> [Description of the task] For each line in the data that includes "NodeId", make a copy.

-- Excerpted records follows --

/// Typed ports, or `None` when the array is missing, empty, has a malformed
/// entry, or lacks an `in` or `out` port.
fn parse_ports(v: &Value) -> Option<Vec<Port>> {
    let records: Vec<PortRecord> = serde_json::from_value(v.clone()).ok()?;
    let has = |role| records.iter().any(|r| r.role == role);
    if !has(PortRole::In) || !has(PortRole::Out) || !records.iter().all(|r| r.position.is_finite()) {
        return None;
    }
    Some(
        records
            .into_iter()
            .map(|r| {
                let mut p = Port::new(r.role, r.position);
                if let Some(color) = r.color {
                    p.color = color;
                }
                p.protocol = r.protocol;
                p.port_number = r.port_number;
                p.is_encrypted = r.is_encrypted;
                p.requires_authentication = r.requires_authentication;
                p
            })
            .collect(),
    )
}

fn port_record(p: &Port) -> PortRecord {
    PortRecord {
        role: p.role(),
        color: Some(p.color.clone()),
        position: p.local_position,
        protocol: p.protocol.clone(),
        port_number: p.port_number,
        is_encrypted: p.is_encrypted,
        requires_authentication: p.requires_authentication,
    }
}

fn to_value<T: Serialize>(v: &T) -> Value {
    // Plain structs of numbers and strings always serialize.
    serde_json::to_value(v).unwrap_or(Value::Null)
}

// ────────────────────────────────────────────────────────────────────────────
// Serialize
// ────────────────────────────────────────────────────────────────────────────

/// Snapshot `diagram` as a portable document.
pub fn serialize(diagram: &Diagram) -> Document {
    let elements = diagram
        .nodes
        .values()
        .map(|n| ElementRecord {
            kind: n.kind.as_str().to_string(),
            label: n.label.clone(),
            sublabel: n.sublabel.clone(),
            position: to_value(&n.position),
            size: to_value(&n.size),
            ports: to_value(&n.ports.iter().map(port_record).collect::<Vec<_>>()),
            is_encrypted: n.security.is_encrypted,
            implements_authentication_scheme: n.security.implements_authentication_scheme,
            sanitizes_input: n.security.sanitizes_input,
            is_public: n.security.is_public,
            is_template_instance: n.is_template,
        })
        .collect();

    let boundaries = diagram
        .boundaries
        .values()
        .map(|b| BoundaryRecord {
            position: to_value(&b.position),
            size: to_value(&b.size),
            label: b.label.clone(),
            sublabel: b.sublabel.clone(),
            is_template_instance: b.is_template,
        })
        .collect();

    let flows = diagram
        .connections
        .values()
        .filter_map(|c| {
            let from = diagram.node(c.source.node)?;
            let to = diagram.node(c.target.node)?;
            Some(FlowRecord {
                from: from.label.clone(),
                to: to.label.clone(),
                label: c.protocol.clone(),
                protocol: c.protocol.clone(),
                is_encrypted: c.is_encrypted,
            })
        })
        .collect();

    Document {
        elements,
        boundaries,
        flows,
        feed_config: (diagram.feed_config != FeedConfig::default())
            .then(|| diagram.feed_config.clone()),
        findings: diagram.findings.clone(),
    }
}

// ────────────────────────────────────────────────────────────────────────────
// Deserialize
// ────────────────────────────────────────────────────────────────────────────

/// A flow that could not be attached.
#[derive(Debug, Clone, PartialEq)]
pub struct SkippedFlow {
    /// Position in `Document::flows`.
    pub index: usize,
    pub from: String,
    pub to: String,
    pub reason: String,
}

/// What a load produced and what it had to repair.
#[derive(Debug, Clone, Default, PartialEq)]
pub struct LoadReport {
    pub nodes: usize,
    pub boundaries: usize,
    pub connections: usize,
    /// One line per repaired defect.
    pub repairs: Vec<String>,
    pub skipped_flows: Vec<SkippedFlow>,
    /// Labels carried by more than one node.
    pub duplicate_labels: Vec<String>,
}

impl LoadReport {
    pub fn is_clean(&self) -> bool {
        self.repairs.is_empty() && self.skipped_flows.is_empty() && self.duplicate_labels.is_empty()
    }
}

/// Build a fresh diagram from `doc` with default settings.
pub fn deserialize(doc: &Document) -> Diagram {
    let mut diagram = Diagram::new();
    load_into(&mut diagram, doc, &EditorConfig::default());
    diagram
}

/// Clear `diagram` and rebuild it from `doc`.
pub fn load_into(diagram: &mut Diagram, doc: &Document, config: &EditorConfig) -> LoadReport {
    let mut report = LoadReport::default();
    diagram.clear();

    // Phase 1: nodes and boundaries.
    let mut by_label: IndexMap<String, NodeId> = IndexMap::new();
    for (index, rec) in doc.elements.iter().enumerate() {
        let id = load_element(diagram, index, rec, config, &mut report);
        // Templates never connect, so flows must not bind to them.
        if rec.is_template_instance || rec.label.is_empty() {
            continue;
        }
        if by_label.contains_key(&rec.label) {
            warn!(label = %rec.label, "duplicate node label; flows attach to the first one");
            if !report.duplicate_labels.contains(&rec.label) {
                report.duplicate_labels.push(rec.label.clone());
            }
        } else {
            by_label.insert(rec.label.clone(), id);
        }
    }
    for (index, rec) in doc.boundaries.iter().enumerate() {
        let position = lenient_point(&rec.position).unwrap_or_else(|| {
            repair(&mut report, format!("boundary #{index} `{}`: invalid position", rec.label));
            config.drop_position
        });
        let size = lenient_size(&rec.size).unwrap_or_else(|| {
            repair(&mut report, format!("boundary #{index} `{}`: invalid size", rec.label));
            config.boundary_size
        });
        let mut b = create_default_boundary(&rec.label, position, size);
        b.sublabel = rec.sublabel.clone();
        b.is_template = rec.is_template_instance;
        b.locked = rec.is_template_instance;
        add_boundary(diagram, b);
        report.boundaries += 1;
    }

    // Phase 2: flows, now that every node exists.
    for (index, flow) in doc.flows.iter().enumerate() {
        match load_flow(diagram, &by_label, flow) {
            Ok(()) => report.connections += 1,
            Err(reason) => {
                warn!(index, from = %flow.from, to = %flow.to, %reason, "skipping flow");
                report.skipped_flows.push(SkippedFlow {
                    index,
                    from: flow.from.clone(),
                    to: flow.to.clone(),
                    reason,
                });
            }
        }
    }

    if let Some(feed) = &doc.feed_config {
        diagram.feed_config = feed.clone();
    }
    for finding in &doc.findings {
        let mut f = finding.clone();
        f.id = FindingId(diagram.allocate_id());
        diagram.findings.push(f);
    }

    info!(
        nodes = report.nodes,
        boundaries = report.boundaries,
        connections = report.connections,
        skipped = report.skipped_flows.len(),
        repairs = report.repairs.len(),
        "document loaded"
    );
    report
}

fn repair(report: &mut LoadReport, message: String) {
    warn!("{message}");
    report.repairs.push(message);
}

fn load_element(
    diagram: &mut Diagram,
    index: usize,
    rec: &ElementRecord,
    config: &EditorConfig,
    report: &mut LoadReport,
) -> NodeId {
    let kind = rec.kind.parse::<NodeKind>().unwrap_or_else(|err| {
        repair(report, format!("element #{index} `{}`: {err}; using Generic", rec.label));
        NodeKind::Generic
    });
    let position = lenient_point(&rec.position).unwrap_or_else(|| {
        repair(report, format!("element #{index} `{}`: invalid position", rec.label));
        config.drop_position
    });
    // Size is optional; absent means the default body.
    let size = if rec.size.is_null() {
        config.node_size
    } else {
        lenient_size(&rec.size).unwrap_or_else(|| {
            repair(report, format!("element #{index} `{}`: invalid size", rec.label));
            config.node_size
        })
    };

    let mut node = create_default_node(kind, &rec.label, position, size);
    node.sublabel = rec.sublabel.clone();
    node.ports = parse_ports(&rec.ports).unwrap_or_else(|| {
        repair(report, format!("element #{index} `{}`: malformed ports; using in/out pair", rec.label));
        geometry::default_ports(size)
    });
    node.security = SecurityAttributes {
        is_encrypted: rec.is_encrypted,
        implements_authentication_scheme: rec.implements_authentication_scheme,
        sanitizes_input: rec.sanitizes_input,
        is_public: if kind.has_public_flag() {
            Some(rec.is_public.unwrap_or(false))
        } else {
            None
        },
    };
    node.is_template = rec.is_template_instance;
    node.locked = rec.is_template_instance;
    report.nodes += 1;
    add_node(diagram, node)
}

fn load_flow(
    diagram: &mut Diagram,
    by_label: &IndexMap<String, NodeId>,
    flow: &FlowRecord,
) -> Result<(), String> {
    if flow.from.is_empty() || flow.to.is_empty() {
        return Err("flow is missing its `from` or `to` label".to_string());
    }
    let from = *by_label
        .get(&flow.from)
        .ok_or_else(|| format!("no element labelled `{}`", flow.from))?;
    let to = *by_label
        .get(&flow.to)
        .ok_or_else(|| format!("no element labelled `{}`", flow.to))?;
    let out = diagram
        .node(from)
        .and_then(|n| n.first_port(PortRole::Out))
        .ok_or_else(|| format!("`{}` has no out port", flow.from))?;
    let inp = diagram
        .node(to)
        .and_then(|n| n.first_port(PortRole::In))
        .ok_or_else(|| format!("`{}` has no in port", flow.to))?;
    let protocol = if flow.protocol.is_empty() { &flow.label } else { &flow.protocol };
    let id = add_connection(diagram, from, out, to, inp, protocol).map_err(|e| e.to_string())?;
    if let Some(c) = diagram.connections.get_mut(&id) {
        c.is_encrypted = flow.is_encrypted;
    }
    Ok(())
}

-- Excerpted records concluded --

> [Solved exercise]
    let mut by_label: IndexMap<String, NodeId> = IndexMap::new();
) -> NodeId {
    by_label: &IndexMap<String, NodeId>,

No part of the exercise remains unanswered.